*Stored items:*
>>>

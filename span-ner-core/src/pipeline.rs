//! # Pipeline de Inferência — Orquestrador com Eventos Observáveis
//!
//! O pipeline coordena tokenizador, collator, modelo e decodificador para uma
//! sentença, e pode emitir eventos em cada passo via um canal Rust (`mpsc`),
//! permitindo que o servidor WebSocket transmita o progresso em tempo real.
//!
//! ```text
//! Sentence ─▶ tokenize ─▶ collate ─▶ forward ─▶ softmax/argmax ─▶ decode ─▶ Vec<Entity>
//! ```
//!
//! Tokenizador e modelo são dependências de construção: não existe pipeline
//! "meio configurado".

use std::sync::mpsc;
use std::time::Instant;

use ndarray::{s, Axis};
use serde::{Deserialize, Serialize};
use tracing::debug;

use crate::collator::MarkerCollator;
use crate::decoder::{argmax_probs, decode_with, score_spans, Decision, ScoredSpan};
use crate::encoder::{Encoder, HashingEncoder};
use crate::error::{Result, SpanError};
use crate::model::{ModelFile, SpanMarkerModel};
use crate::tokenizer::{Sentence, SpanTokenizer, TokenizedSentence, WordTokenizer};

/// Texto do span: fatia do texto original ou as palavras, conforme a entrada.
#[derive(Debug, Clone, PartialEq, Eq, Serialize, Deserialize)]
#[serde(untagged)]
pub enum SpanText {
    Text(String),
    Words(Vec<String>),
}

/// Uma entidade reconhecida.
#[derive(Debug, Clone, PartialEq, Serialize, Deserialize)]
pub struct Entity {
    /// Primeira palavra (inclusiva).
    pub word_start_index: usize,
    /// Última palavra (exclusiva).
    pub word_end_index: usize,
    /// Offset de caractere inicial no texto.
    pub char_start_index: usize,
    /// Offset de caractere final no texto (exclusivo).
    pub char_end_index: usize,
    pub label: String,
    /// Probabilidade softmax do label.
    pub score: f64,
    pub span: SpanText,
}

/// Eventos emitidos pelo pipeline durante a predição de uma sentença.
#[derive(Debug, Clone, Serialize, Deserialize)]
#[serde(tag = "type", content = "data")]
pub enum PipelineEvent {
    /// **Passo 1**: sentença tokenizada e spans enumerados.
    TokenizationDone {
        num_words: usize,
        num_spans: usize,
        num_rows: usize,
    },
    /// **Passo 2**: um span candidato recebeu label e score.
    SpanScored {
        slot: usize,
        word_start: usize,
        word_end: usize,
        label: String,
        score: f32,
    },
    /// **Passo 3**: decisão da decodificação gulosa (em ordem de score).
    SpanDecided {
        slot: usize,
        word_start: usize,
        word_end: usize,
        label: String,
        score: f32,
        decision: Decision,
    },
    /// **Conclusão**: entidades finais em ordem de documento.
    Done {
        entities: Vec<Entity>,
        processing_ms: u64,
    },
    /// **Falha**: erro irrecuperável.
    Error { message: String },
}

pub struct SpanPipeline<T: SpanTokenizer, E: Encoder> {
    tokenizer: T,
    collator: MarkerCollator,
    model: SpanMarkerModel<E>,
}

impl SpanPipeline<WordTokenizer, HashingEncoder> {
    /// Pipeline de referência a partir de um arquivo de modelo.
    pub fn from_model_file(file: ModelFile) -> Result<Self> {
        let tokenizer = WordTokenizer::from_config(&file.config)?;
        Self::new(tokenizer, file.into_model()?)
    }
}

impl<T: SpanTokenizer, E: Encoder> SpanPipeline<T, E> {
    /// Compõe o pipeline. Tokenizador e modelo precisam usar o mesmo layout de marcadores.
    pub fn new(tokenizer: T, model: SpanMarkerModel<E>) -> Result<Self> {
        if tokenizer.layout() != model.layout() {
            return Err(SpanError::config(format!(
                "layout do tokenizador {:?} difere do layout do modelo {:?}",
                tokenizer.layout(),
                model.layout()
            )));
        }
        Ok(Self {
            collator: MarkerCollator::new(model.layout()),
            tokenizer,
            model,
        })
    }

    pub fn model(&self) -> &SpanMarkerModel<E> {
        &self.model
    }

    /// Reconhece as entidades de uma única sentença.
    pub fn predict_one(&self, sentence: &Sentence, allow_overlapping: bool) -> Result<Vec<Entity>> {
        self.run(sentence, allow_overlapping, |_| {})
    }

    /// Executa a predição enviando eventos de progresso pelo canal `tx`.
    ///
    /// # Fluxo de Eventos
    /// 1. `TokenizationDone`
    /// 2. `SpanScored` (um por span candidato, em ordem de slot)
    /// 3. `SpanDecided` (um por span candidato, em ordem de score)
    /// 4. `Done` ou `Error`
    pub fn predict_one_streaming(
        &self,
        sentence: &Sentence,
        allow_overlapping: bool,
        tx: mpsc::Sender<PipelineEvent>,
    ) {
        let result = self.run(sentence, allow_overlapping, |event| {
            let _ = tx.send(event);
        });
        if let Err(err) = result {
            let _ = tx.send(PipelineEvent::Error {
                message: err.to_string(),
            });
        }
    }

    fn run<F>(&self, sentence: &Sentence, allow_overlapping: bool, mut emit: F) -> Result<Vec<Entity>>
    where
        F: FnMut(PipelineEvent),
    {
        let start = Instant::now();
        let labels = self.model.labels();

        // === Passo 1: Tokenização ===
        let tokenized = self.tokenizer.tokenize(sentence)?;
        tokenized.check_spans()?;
        emit(PipelineEvent::TokenizationDone {
            num_words: tokenized.num_words,
            num_spans: tokenized.spans.len(),
            num_rows: tokenized.rows.len(),
        });

        if tokenized.spans.is_empty() {
            emit(PipelineEvent::Done {
                entities: vec![],
                processing_ms: start.elapsed().as_millis() as u64,
            });
            return Ok(vec![]);
        }

        // === Passo 2: Forward e scores por slot ===
        let batch = self.collator.collate(&tokenized.rows)?;
        let output = self.model.forward(&batch, None)?;

        let mut predictions = Vec::with_capacity(tokenized.spans.len());
        for (row, &num_spans) in output.logits.axis_iter(Axis(0)).zip(&output.num_spans) {
            predictions.extend(argmax_probs(row.slice(s![..num_spans, ..])));
        }
        if predictions.len() != tokenized.spans.len() {
            return Err(SpanError::shape(format!(
                "{} scores para {} spans candidatos",
                predictions.len(),
                tokenized.spans.len()
            )));
        }

        let candidates = score_spans(&tokenized.spans, &predictions);
        for c in &candidates {
            emit(PipelineEvent::SpanScored {
                slot: c.slot,
                word_start: c.word_start,
                word_end: c.word_end,
                label: labels.resolve(c.label_id).unwrap_or_default().to_string(),
                score: c.score,
            });
        }

        // === Passo 3: Decodificação gulosa ===
        let accepted = decode_with(
            &candidates,
            labels.outside_id(),
            tokenized.num_words,
            allow_overlapping,
            |c, decision| {
                emit(PipelineEvent::SpanDecided {
                    slot: c.slot,
                    word_start: c.word_start,
                    word_end: c.word_end,
                    label: labels.resolve(c.label_id).unwrap_or_default().to_string(),
                    score: c.score,
                    decision,
                })
            },
        );

        // === Passo 4: Entidades em ordem de documento ===
        let mut entities = accepted
            .iter()
            .map(|c| self.to_entity(sentence, &tokenized, c))
            .collect::<Result<Vec<_>>>()?;
        entities.sort_by_key(|e| e.word_start_index);

        debug!(
            words = tokenized.num_words,
            candidates = candidates.len(),
            entities = entities.len(),
            allow_overlapping,
            "sentença decodificada"
        );

        emit(PipelineEvent::Done {
            entities: entities.clone(),
            processing_ms: start.elapsed().as_millis() as u64,
        });
        Ok(entities)
    }

    fn to_entity(&self, sentence: &Sentence, tokenized: &TokenizedSentence, c: &ScoredSpan) -> Result<Entity> {
        let last_word = c.word_end.checked_sub(1).ok_or_else(|| {
            SpanError::tokenizer(format!("span vazio ({}, {})", c.word_start, c.word_end))
        })?;
        let (char_start_index, _) = tokenized.word_to_chars(c.word_start)?;
        let (_, char_end_index) = tokenized.word_to_chars(last_word)?;

        let span = match sentence {
            Sentence::Text(text) => {
                let (byte_start, _) = tokenized.word_to_bytes(c.word_start)?;
                let (_, byte_end) = tokenized.word_to_bytes(last_word)?;
                let slice = text.get(byte_start..byte_end).ok_or_else(|| {
                    SpanError::tokenizer(format!("offsets {byte_start}..{byte_end} inválidos no texto"))
                })?;
                SpanText::Text(slice.to_string())
            }
            Sentence::Words(words) => {
                let slice = words.get(c.word_start..c.word_end).ok_or_else(|| {
                    SpanError::tokenizer(format!("palavras {}..{} inexistentes", c.word_start, c.word_end))
                })?;
                SpanText::Words(slice.to_vec())
            }
        };

        let label = self
            .model
            .labels()
            .resolve(c.label_id)
            .ok_or_else(|| SpanError::config(format!("label id {} sem nome", c.label_id)))?
            .to_string();

        Ok(Entity {
            word_start_index: c.word_start,
            word_end_index: c.word_end,
            char_start_index,
            char_end_index,
            label,
            score: f64::from(c.score),
            span,
        })
    }
}
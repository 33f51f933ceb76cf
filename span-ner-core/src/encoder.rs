//! # Encoder — Estados Ocultos Contextuais
//!
//! O encoder (tipicamente um transformer) é um colaborador externo: recebe o batch
//! com ids, posições e máscara, e devolve `batch × L × H` estados ocultos.
//!
//! [`HashingEncoder`] é um encoder de referência sem parâmetros treináveis:
//! - cada posição recebe um embedding determinístico de `(input_id, position_id)`;
//! - em seguida, cada posição soma a média dos embeddings das posições que ela
//!   atende **e** que compartilham o mesmo `position_id`.
//!
//! Como o marcador de início de um span herda o `position_id` da primeira palavra,
//! o seu estado oculto carrega o embedding daquela palavra (idem para o fim).
//! É suficiente para demonstrações e testes de ponta a ponta; modelos reais
//! implementam o trait [`Encoder`].

use ndarray::{s, Array1, Array3};

use crate::collator::Batch;
use crate::error::{Result, SpanError};

pub trait Encoder: Send + Sync {
    /// Dimensão `H` dos estados ocultos produzidos.
    fn hidden_size(&self) -> usize;

    /// Estados ocultos `batch × L × H`.
    fn encode(&self, batch: &Batch) -> Result<Array3<f32>>;
}

#[derive(Debug, Clone)]
pub struct HashingEncoder {
    hidden_size: usize,
}

impl HashingEncoder {
    pub fn new(hidden_size: usize) -> Result<Self> {
        if hidden_size == 0 {
            return Err(SpanError::config("hidden_size do encoder deve ser maior que zero"));
        }
        Ok(Self { hidden_size })
    }

    /// Embedding de token + embedding posicional senoidal.
    fn embed(&self, input_id: u32, position_id: u32) -> Array1<f32> {
        let h = self.hidden_size as f32;
        Array1::from_shape_fn(self.hidden_size, |d| {
            let token = ((input_id as f32 + 1.0) * (d as f32 + 1.0) * 0.618_034).sin();
            let freq = 10_000f32.powf((2 * (d / 2)) as f32 / h);
            let angle = position_id as f32 / freq;
            let position = if d % 2 == 0 { angle.sin() } else { angle.cos() };
            0.5 * token + 0.1 * position
        })
    }
}

impl Encoder for HashingEncoder {
    fn hidden_size(&self) -> usize {
        self.hidden_size
    }

    fn encode(&self, batch: &Batch) -> Result<Array3<f32>> {
        let (rows, seq_len) = batch.input_ids.dim();
        if batch.attention_mask.dim() != (rows, seq_len, seq_len) {
            return Err(SpanError::shape(format!(
                "máscara de atenção {:?} incompatível com ids {:?}",
                batch.attention_mask.dim(),
                (rows, seq_len)
            )));
        }

        let mut hidden = Array3::<f32>::zeros((rows, seq_len, self.hidden_size));
        for b in 0..rows {
            let embeddings: Vec<Array1<f32>> = (0..seq_len)
                .map(|p| self.embed(batch.input_ids[[b, p]], batch.position_ids[[b, p]]))
                .collect();

            for i in 0..seq_len {
                let mut state = embeddings[i].clone();
                let pos = batch.position_ids[[b, i]];
                let mut mixed = Array1::<f32>::zeros(self.hidden_size);
                let mut count = 0usize;
                for j in 0..seq_len {
                    if j != i && batch.attention_mask[[b, i, j]] && batch.position_ids[[b, j]] == pos {
                        mixed += &embeddings[j];
                        count += 1;
                    }
                }
                if count > 0 {
                    state += &(mixed / count as f32);
                }
                hidden.slice_mut(s![b, i, ..]).assign(&state);
            }
        }
        Ok(hidden)
    }
}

<<<

*Problem statement:*
Proceeding from the line containing "allow_overlapping: bool) ->" through the line containing "tokenized.check_spans()?;", transcribe the lines above exactly, both end lines included.

*Reply:*
    pub fn predict_one(&self, sentence: &Sentence, allow_overlapping: bool) -> Result<Vec<Entity>> {
        self.run(sentence, allow_overlapping, |_| {})
    }

    /// Executa a predição enviando eventos de progresso pelo canal `tx`.
    ///
    /// # Fluxo de Eventos
    /// 1. `TokenizationDone`
    /// 2. `SpanScored` (um por span candidato, em ordem de slot)
    /// 3. `SpanDecided` (um por span candidato, em ordem de score)
    /// 4. `Done` ou `Error`
    pub fn predict_one_streaming(
        &self,
        sentence: &Sentence,
        allow_overlapping: bool,
        tx: mpsc::Sender<PipelineEvent>,
    ) {
        let result = self.run(sentence, allow_overlapping, |event| {
            let _ = tx.send(event);
        });
        if let Err(err) = result {
            let _ = tx.send(PipelineEvent::Error {
                message: err.to_string(),
            });
        }
    }

    fn run<F>(&self, sentence: &Sentence, allow_overlapping: bool, mut emit: F) -> Result<Vec<Entity>>
    where
        F: FnMut(PipelineEvent),
    {
        let start = Instant::now();
        let labels = self.model.labels();

        // === Passo 1: Tokenização ===
        let tokenized = self.tokenizer.tokenize(sentence)?;
        tokenized.check_spans()?;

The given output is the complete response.